To put it more bluntly, “Why isn’t the richest country in the world the healthiest country in the world?” asks the study’s co-author, Dr. Michael Marmot. Lack of exercise? Too many cars? Maybe if we were made to pull those SUVs through the HOV lanes we’d be getting somewhere–healthwise, I mean.



Is it possible that we humans were not created for affluence?
The whole question, “Why isn’t the richest country the healthiest” assumes that everybody in the richest country is rich.
My guess is that American wealth is much less evenly distributed than it is in Britain, and there is no national health care here, so the level of health care Americans get varies.
Brits also get six weeks paid vacation per year, there are strict overtime laws, and nobody pays for health care.
Heck, even death is less stressful in Britain. To my knowledge, there is no serious push for euthanasia in Britain as there is here, perhaps because end-of-life care is saner and more humane. They use heroin to control pain and anxiety for terminal patients, whereas we routinely under-medicate terminally ill patients.
The parliamentary system also ensures that the British can call a no-confidence vote if they feel they have a downright idiot running their affairs.
Medical scientists here recently studied and discovered a link between stress and diseases like shingles and psoriasis.
Could it be that stress increases morbidity rate across the board?

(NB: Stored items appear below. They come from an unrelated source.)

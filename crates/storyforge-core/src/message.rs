// ABOUTME: Defines the transcript message types exchanged between agents during a run.
// ABOUTME: Also defines PerformanceMetrics, the per-run measurements attached to a result.

use chrono::{DateTime, Utc};
use serde::{Deserialize, Serialize};
use ulid::Ulid;

/// The originator class of a transcript message.
#[derive(Debug, Clone, Copy, PartialEq, Eq, Serialize, Deserialize)]
#[serde(rename_all = "lowercase")]
pub enum Role {
    User,
    System,
    Assistant,
    Tool,
}

impl Role {
    /// Wire-format name of this role.
    pub fn as_str(&self) -> &'static str {
        match self {
            Role::User => "user",
            Role::System => "system",
            Role::Assistant => "assistant",
            Role::Tool => "tool",
        }
    }
}

impl std::fmt::Display for Role {
    fn fmt(&self, f: &mut std::fmt::Formatter<'_>) -> std::fmt::Result {
        f.write_str(self.as_str())
    }
}

/// A single message in a run's transcript. The transcript is append-only:
/// messages are created, never edited or reordered.
///
/// Assistant messages with content always carry the acting agent's name;
/// the constructors enforce this.
#[derive(Debug, Clone, Serialize, Deserialize)]
pub struct Message {
    pub message_id: Ulid,
    pub role: Role,
    pub content: Option<String>,
    pub agent_name: Option<String>,
    /// Short annotation of what happened at this step, for the interaction log.
    pub decision: Option<String>,
    #[serde(default)]
    pub tools_used: Vec<String>,
    pub timestamp: DateTime<Utc>,
}

impl Message {
    fn base(role: Role, content: Option<String>) -> Self {
        Self {
            message_id: Ulid::new(),
            role,
            content,
            agent_name: None,
            decision: None,
            tools_used: Vec::new(),
            timestamp: Utc::now(),
        }
    }

    /// A message authored by the human caller.
    pub fn user(content: impl Into<String>) -> Self {
        Self::base(Role::User, Some(content.into()))
    }

    /// An instruction or orchestration note injected by the system.
    pub fn system(content: impl Into<String>) -> Self {
        Self::base(Role::System, Some(content.into()))
    }

    /// Free text produced by a named agent.
    pub fn assistant(agent_name: impl Into<String>, content: impl Into<String>) -> Self {
        let mut msg = Self::base(Role::Assistant, Some(content.into()));
        msg.agent_name = Some(agent_name.into());
        msg
    }

    /// The result of executing a named tool.
    pub fn tool(tool_name: impl Into<String>, content: impl Into<String>) -> Self {
        let mut msg = Self::base(Role::Tool, Some(content.into()));
        msg.tools_used = vec![tool_name.into()];
        msg
    }

    /// Attach a decision annotation describing what this step did.
    pub fn with_decision(mut self, decision: impl Into<String>) -> Self {
        self.decision = Some(decision.into());
        self
    }

    /// The message text, or "" when the message carries no content.
    pub fn text(&self) -> &str {
        self.content.as_deref().unwrap_or("")
    }
}

/// Measurements computed once per run and returned alongside the result.
#[derive(Debug, Clone, Serialize, Deserialize)]
pub struct PerformanceMetrics {
    /// Wall-clock duration of the run in seconds.
    pub execution_time: f64,
    /// Number of clarification rounds the refinement loop used.
    pub iterations_used: u32,
    /// Structural quality of the final story, in [0, 1].
    pub quality_score: f64,
}

#[cfg(test)]
mod tests {
    use super::*;

    #[test]
    fn assistant_messages_carry_agent_name() {
        let msg = Message::assistant("Quality Assurance Agent", "Looks testable to me.");
        assert_eq!(msg.role, Role::Assistant);
        assert_eq!(msg.agent_name.as_deref(), Some("Quality Assurance Agent"));
        assert_eq!(msg.text(), "Looks testable to me.");
    }

    #[test]
    fn tool_messages_record_the_tool_used() {
        let msg = Message::tool("look_up_item", "Item 42 details: ...");
        assert_eq!(msg.role, Role::Tool);
        assert_eq!(msg.tools_used, vec!["look_up_item".to_string()]);
        assert!(msg.agent_name.is_none());
    }

    #[test]
    fn message_round_trip() {
        let msg = Message::user("As a user, I want to log in.").with_decision("initial story");
        let json = serde_json::to_string(&msg).expect("serialize");
        let deser: Message = serde_json::from_str(&json).expect("deserialize");
        assert_eq!(msg.message_id, deser.message_id);
        assert_eq!(deser.role, Role::User);
        assert_eq!(deser.decision.as_deref(), Some("initial story"));
    }

    #[test]
    fn role_wire_names() {
        assert_eq!(Role::User.as_str(), "user");
        assert_eq!(Role::System.as_str(), "system");
        assert_eq!(Role::Assistant.as_str(), "assistant");
        assert_eq!(Role::Tool.as_str(), "tool");
    }
}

I think Jean’s right–it’s stress.
The reason I love going to Rome in the summer time is that it cures stress. Sitting in a cafe in the late evening, overlooking the Pantheon, drinking a prosecco. Nothing matters–in a good sense, that is. Everything matters, in a good sense, too.
One also presumes that the immigrants are the same stock as those who remained behind.
Those who can emigrate from clan and kin are unlikely to be the same genetically, at least in mind, and also in health, as those who remain behind. And may not be from the healthier upper class stock.
Or we need to drink more, as is evident in the study.